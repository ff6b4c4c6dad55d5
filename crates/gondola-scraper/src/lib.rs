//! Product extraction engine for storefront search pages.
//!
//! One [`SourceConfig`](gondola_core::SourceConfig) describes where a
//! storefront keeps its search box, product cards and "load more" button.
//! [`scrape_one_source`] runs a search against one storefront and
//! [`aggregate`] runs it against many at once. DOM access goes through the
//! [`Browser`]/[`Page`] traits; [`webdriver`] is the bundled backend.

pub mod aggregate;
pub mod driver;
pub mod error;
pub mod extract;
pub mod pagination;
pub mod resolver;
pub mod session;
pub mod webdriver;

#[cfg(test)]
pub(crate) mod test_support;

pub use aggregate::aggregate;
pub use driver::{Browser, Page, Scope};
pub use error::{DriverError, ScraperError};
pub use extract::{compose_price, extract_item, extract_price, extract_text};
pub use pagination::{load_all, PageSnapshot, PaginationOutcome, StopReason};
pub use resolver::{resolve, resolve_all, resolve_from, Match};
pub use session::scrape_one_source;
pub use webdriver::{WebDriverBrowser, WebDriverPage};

* * *

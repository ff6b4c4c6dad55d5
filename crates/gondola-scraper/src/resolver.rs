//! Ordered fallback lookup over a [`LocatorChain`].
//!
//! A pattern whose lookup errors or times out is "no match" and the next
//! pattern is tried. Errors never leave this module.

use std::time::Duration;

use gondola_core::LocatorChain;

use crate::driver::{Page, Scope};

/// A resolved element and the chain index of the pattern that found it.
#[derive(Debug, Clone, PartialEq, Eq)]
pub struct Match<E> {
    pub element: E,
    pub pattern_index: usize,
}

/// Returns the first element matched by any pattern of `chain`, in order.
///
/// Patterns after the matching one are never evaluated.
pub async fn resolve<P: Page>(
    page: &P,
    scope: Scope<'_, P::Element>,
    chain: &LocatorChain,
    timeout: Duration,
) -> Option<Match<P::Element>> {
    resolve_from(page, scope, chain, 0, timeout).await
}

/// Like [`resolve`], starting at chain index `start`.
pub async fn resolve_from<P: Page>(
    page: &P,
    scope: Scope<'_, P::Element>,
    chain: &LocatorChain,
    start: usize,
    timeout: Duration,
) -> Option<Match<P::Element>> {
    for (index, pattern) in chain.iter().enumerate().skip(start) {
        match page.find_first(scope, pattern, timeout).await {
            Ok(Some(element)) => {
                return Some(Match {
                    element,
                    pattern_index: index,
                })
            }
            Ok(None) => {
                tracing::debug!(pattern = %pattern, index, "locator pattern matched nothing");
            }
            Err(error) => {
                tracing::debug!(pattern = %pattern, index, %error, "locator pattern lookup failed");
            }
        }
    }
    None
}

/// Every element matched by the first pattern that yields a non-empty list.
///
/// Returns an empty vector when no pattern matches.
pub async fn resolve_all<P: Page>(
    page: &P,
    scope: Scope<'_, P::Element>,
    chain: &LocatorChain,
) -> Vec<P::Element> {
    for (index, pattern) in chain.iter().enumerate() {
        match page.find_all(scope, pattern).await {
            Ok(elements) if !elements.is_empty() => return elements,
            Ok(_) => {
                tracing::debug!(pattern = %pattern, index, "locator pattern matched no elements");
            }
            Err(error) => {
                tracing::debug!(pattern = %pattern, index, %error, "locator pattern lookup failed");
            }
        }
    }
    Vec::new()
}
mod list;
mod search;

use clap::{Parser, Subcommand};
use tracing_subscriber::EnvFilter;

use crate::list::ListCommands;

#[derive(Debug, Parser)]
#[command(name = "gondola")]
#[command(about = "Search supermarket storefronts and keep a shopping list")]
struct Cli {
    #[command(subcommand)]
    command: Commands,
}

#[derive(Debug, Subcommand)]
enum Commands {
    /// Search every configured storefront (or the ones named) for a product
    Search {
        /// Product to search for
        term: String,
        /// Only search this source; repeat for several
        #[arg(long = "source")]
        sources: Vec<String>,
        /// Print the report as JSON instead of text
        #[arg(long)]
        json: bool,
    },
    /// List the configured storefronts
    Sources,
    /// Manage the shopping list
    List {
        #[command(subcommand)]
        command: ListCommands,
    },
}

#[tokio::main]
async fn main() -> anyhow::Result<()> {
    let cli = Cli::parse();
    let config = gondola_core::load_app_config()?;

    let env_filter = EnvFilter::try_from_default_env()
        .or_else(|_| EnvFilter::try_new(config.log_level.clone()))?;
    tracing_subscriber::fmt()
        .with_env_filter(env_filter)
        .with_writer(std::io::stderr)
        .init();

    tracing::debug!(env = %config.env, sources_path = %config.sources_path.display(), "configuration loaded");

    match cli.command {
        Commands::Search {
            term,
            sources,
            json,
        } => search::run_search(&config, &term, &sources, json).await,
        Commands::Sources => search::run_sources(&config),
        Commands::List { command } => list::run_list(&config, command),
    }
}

● Problem details: Write out each line above with the word "term".

● Final answer:
        term: String,
            term,
        } => search::run_search(&config, &term, &sources, json).await,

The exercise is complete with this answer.